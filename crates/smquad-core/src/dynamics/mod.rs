//! Plant dynamics
//!
//! - Rotor-speed allocation from the actuation command and recombination of
//!   the achieved thrust/torques
//! - The nonlinear 12-state plant step (semi-implicit Euler)

pub mod allocation;
pub mod plant;

pub use allocation::*;
pub use plant::*;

— Work request —
Reproduce the records above exactly, character for character.

— Problem solution —
filename crates/smquad-core/src/dynamics/mod.rs
//! Plant dynamics
//!
//! - Rotor-speed allocation from the actuation command and recombination of
//!   the achieved thrust/torques
//! - The nonlinear 12-state plant step (semi-implicit Euler)

pub mod allocation;
pub mod plant;

pub use allocation::*;
pub use plant::*;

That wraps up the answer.